Nadie ha dicho (creo) que la empatía pertenece al mundo de la ética. Yo lo diré: Empatía y ética tienen múltiples entrecruzamientos. En las (pocas) escuelas de medicina donde la relación médico-paciente es crucial en vez de la relación médico-tecnología-paciente, la empatía y la ética son capítulos fundamentales. Hay libros dedicados al tema de la empatía y sus vínculos con el ejercicio médico donde se discute si existen métodos para enseñar sus significados.
Para los viejos maestros, para los clínicos cuyas enseñanzas se hacían al lado de la cama del enfermo, la empatía era esencial y era una característica del médico “humanista”, del doctor a quien le preocupaba primero la persona y después la patología. De Howard M. Spiro, galeno estadounidense preocupado por fomentar la relación “profunda, humana” entre doctor y paciente, y de Martin Buber, filósofo judío, aprendí el concepto clínico de empatía. La persona cuando enferma espera que, entre él y su médico, el binomio —sigo a Buber— “Yo y tú” se transforme en “Yo soy tú”, o al menos, en “Yo podría ser tú”. Ese juego de palabras lo expresan los enfermos cuando dicen “mi doctor es empático”.
Roscoe Stanyon, antropólogo de la Universidad de Florencia, publicó en 2015 en la revista Evolution and Human Behavior, un estudio sobre los macacos de Togian. “Antes se pensaba”, escribe Stanyon, “que la empatía, el consuelo y el altruismo eran características que sólo se encontraban en los seres humanos.

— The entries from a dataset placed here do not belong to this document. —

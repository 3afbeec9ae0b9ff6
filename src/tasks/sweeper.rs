//! Aging-List Sweeper
//!
//! Single background worker that owns the aging list. It applies renewals in
//! the order callers hand them off and pops expired keys from the back of the
//! list on every tick and after every renewal.

use std::hash::Hash;
use std::sync::Arc;
use std::time::Duration;

use tokio::sync::{mpsc, watch};
use tokio::task::JoinHandle;
use tokio::time::{Instant, MissedTickBehavior};
use tracing::{debug, info};

use crate::cache::{AgingList, CacheCounters, Renewed};

// == Evict ==
/// Removal hook the sweeper calls for every expired key.
///
/// Implementors decide whether the stored value is still covered by the
/// expired node: `epoch` is the newest store epoch the node was renewed with.
pub trait Evict<K>: Send + Sync {
    /// Removes `key` if its stored value is no newer than `epoch`.
    fn evict(&self, key: &K, epoch: u64) -> bool;
}

// == Renewal ==
/// A store notification handed from a caller to the sweeper.
#[derive(Debug, Clone)]
pub struct Renewal<K> {
    pub key: K,
    pub expires_at: Instant,
    pub epoch: u64,
}

// == Sweeper ==
pub struct Sweeper<K> {
    list: AgingList<K>,
    target: Arc<dyn Evict<K>>,
    counters: Arc<CacheCounters>,
    tick: Duration,
}

impl<K> Sweeper<K>
where
    K: Eq + Hash + Clone + Send + Sync + 'static,
{
    pub fn new(target: Arc<dyn Evict<K>>, counters: Arc<CacheCounters>, tick: Duration) -> Self {
        Self {
            list: AgingList::new(),
            target,
            counters,
            tick,
        }
    }

    /// Applies one renewal to the aging list.
    pub fn apply(&mut self, renewal: Renewal<K>) -> Renewed {
        self.list.renew(renewal.key, renewal.expires_at, renewal.epoch)
    }

    // == Sweep Expired ==
    /// Pops expired nodes off the back of the list and evicts their keys.
    ///
    /// Stops at the first node still live at `now`. Returns the number of
    /// values actually removed from the store.
    pub fn sweep_expired(&mut self, now: Instant) -> usize {
        let mut removed = 0;
        while let Some(node) = self.list.pop_expired(now) {
            if self.target.evict(&node.key, node.epoch) {
                removed += 1;
            }
        }
        self.counters.record_expirations(removed);
        removed
    }

    #[cfg(test)]
    pub(crate) fn aging(&self) -> &AgingList<K> {
        &self.list
    }

    /// Runs until a stop signal arrives or every renewal sender is dropped.
    pub async fn run(
        mut self,
        mut renewals: mpsc::Receiver<Renewal<K>>,
        mut shutdown: watch::Receiver<bool>,
    ) {
        info!("Starting aging sweeper with tick of {:?}", self.tick);

        let mut ticker = tokio::time::interval_at(Instant::now() + self.tick, self.tick);
        ticker.set_missed_tick_behavior(MissedTickBehavior::Delay);

        loop {
            tokio::select! {
                _ = ticker.tick() => {
                    let removed = self.sweep_expired(Instant::now());
                    if removed > 0 {
                        debug!(removed, "Aging sweep: removed expired entries");
                    }
                }
                renewal = renewals.recv() => {
                    let Some(renewal) = renewal else {
                        debug!("Renewal channel closed");
                        break;
                    };
                    self.apply(renewal);
                    let removed = self.sweep_expired(Instant::now());
                    if removed > 0 {
                        debug!(removed, "Renewal sweep: removed expired entries");
                    }
                }
                changed = shutdown.changed() => {
                    if changed.is_err() || *shutdown.borrow() {
                        break;
                    }
                }
            }
        }

        info!(tracked = self.list.len(), "Aging sweeper stopped");
    }
}

/// Spawns the sweeper on the current Tokio runtime.
pub fn spawn_sweeper<K>(
    sweeper: Sweeper<K>,
    renewals: mpsc::Receiver<Renewal<K>>,
    shutdown: watch::Receiver<bool>,
) -> JoinHandle<()>
where
    K: Eq + Hash + Clone + Send + Sync + 'static,
{
    tokio::spawn(sweeper.run(renewals, shutdown))
}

Incluso se propuso que estos rasgos nos diferenciaban del resto de los animales”. Y agrega, “Se creía que estos aspectos nobles del comportamiento humano se debían a una educación moral o religiosa. Nuestro trabajo muestra que estos comportamientos tienen un origen evolutivo más profundo”.
Lo que Stanyon ha comprobado científicamente, se sabe desde el nacionalsocialismo. Erich Mühsam fue un poeta judío víctima del nazismo. En 1933 lo encarcelaron. A guisa de ejercicio, los torturadores metieron en su celda a un chimpancé que habían robado de un científico también detenido. Como parte de su entrenamiento, los soldados nazis esperaban que el simio atacase a Mühsam, cuyo aspecto, según narran los historiadores, era lamentable. Para sorpresa de los torturadores, el chimpancé abrazó al prisionero, lo resguardó y lamió sus heridas. Enfurecidos por la piedad del animal, los celadores lo torturaron hasta matarlo.

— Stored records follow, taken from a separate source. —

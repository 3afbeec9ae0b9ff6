//! Aging List Module
//!
//! Tracks keys in renewal order so expired keys can be popped from the back
//! without scanning the whole map.

use std::collections::HashMap;
use std::hash::Hash;

use tokio::time::Instant;

// == Aging Node ==
/// A key's position in the aging order together with its expiration instant.
#[derive(Debug, Clone)]
pub struct AgingNode<K> {
    pub key: K,
    pub expires_at: Instant,
    /// Highest store epoch that renewed this key
    pub epoch: u64,
    prev: Option<usize>,
    next: Option<usize>,
}

/// Outcome of [`AgingList::renew`].
#[derive(Debug, Clone, Copy, PartialEq, Eq)]
pub enum Renewed {
    Inserted,
    Moved,
}

// == Aging List ==
/// Doubly linked renewal order over an index of keys.
///
/// Nodes live in a slot vector and link by index:
/// - Front = most recently renewed
/// - Back = next expiration candidate
///
/// With a uniform TTL, expiration instants are non-decreasing from back to
/// front, so the back node is always the soonest to expire. At most one node
/// exists per key.
#[derive(Debug)]
pub struct AgingList<K> {
    slots: Vec<Option<AgingNode<K>>>,
    free: Vec<usize>,
    index: HashMap<K, usize>,
    head: Option<usize>,
    tail: Option<usize>,
}

impl<K> Default for AgingList<K>
where
    K: Eq + Hash + Clone,
{
    fn default() -> Self {
        Self::new()
    }
}

impl<K> AgingList<K>
where
    K: Eq + Hash + Clone,
{
    // == Constructor ==
    pub fn new() -> Self {
        Self {
            slots: Vec::new(),
            free: Vec::new(),
            index: HashMap::new(),
            head: None,
            tail: None,
        }
    }

    // == Renew ==
    /// Records a renewal of `key`.
    ///
    /// An existing node takes the later of its current and the new expiration
    /// (and the higher epoch) and moves to the front. A new key gets a new
    /// node at the front.
    pub fn renew(&mut self, key: K, expires_at: Instant, epoch: u64) -> Renewed {
        if let Some(&id) = self.index.get(&key) {
            if let Some(node) = self.slots[id].as_mut() {
                node.expires_at = node.expires_at.max(expires_at);
                node.epoch = node.epoch.max(epoch);
            }
            if self.head != Some(id) {
                self.detach(id);
                self.attach_front(id);
            }
            return Renewed::Moved;
        }

        let node = AgingNode {
            key: key.clone(),
            expires_at,
            epoch,
            prev: None,
            next: None,
        };
        let id = match self.free.pop() {
            Some(id) => {
                self.slots[id] = Some(node);
                id
            }
            None => {
                self.slots.push(Some(node));
                self.slots.len() - 1
            }
        };
        self.index.insert(key, id);
        self.attach_front(id);
        Renewed::Inserted
    }

    // == Pop Expired ==
    /// Removes and returns the back node if it has expired at `now`.
    pub fn pop_expired(&mut self, now: Instant) -> Option<AgingNode<K>> {
        let tail = self.tail?;
        let expired = self.slots[tail]
            .as_ref()
            .is_some_and(|node| node.expires_at <= now);
        if !expired {
            return None;
        }
        self.remove_slot(tail)
    }

    /// Returns the next expiration candidate without removing it.
    pub fn back(&self) -> Option<&AgingNode<K>> {
        self.tail.and_then(|id| self.slots[id].as_ref())
    }

    /// Returns the most recently renewed node.
    pub fn front(&self) -> Option<&AgingNode<K>> {
        self.head.and_then(|id| self.slots[id].as_ref())
    }

    pub fn get(&self, key: &K) -> Option<&AgingNode<K>> {
        self.index.get(key).and_then(|&id| self.slots[id].as_ref())
    }

    pub fn contains(&self, key: &K) -> bool {
        self.index.contains_key(key)
    }

    pub fn len(&self) -> usize {
        self.index.len()
    }

    pub fn is_empty(&self) -> bool {
        self.index.is_empty()
    }

    /// Iterates nodes from front (newest) to back (oldest).
    pub fn iter(&self) -> impl Iterator<Item = &AgingNode<K>> + '_ {
        let mut cursor = self.head;
        std::iter::from_fn(move || {
            let node = self.slots[cursor?].as_ref()?;
            cursor = node.next;
            Some(node)
        })
    }

    fn remove_slot(&mut self, id: usize) -> Option<AgingNode<K>> {
        self.detach(id);
        let node = self.slots[id].take()?;
        self.free.push(id);
        self.index.remove(&node.key);
        Some(node)
    }

    fn detach(&mut self, id: usize) {
        let (prev, next) = match self.slots[id].as_ref() {
            Some(node) => (node.prev, node.next),
            None => return,
        };

        match prev {
            Some(prev_id) => {
                if let Some(prev_node) = self.slots[prev_id].as_mut() {
                    prev_node.next = next;
                }
            }
            None => self.head = next,
        }

        match next {
            Some(next_id) => {
                if let Some(next_node) = self.slots[next_id].as_mut() {
                    next_node.prev = prev;
                }
            }
            None => self.tail = prev,
        }

        if let Some(node) = self.slots[id].as_mut() {
            node.prev = None;
            node.next = None;
        }
    }

    fn attach_front(&mut self, id: usize) {
        let old_head = self.head;
        if let Some(node) = self.slots[id].as_mut() {
            node.prev = None;
            node.next = old_head;
        }
        match old_head {
            Some(head_id) => {
                if let Some(head_node) = self.slots[head_id].as_mut() {
                    head_node.prev = Some(id);
                }
            }
            None => self.tail = Some(id),
        }
        self.head = Some(id);
    }
}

En la actualidad, la robótica, la inteligencia artificial y otros artilugios pretenden humanizar robots, dotándolos de empatía y afecto. Si bien desde Homero, en la Ilíada se habla de autómatas, la apuesta de humanizar robots rebasa a los Frankensteins de la ciencia ficción. Me parece admirable y terrible construir robots empáticos. Admirable por la genialidad científica. Terrible porque al paso por el que camina la humanidad, la tristeza, las pérdidas, el duelo encontrarán “refugio empático” en robots y no en humanos. A Daniel Dennett, filósofo e inmenso provocador, uno de los “cuatro jinetes del anti-apocalipsis”, le preocupa sobremanera la Inteligencia Artificial y sugiere repensarla antes de aplicarla de manera masiva.
El reto es interesante. Si la empatía, el cariño y el altruismo tienen un origen evolutivo más profundo, como se desprende de los macacos que se abrazan y se consuelan tras ser agredidos, es probable que el comportamiento ético, afín a las cualidades señaladas, se determine no sólo en casa, sino desde los genes.
Transcurridos muchos años me declaro tecnofóbico y no tecnofílico. ¿Serán éticos los robots?, ¿serán empáticos? Si las respuestas son afirmativas, los seres humanos serán otro tipo de seres humanos.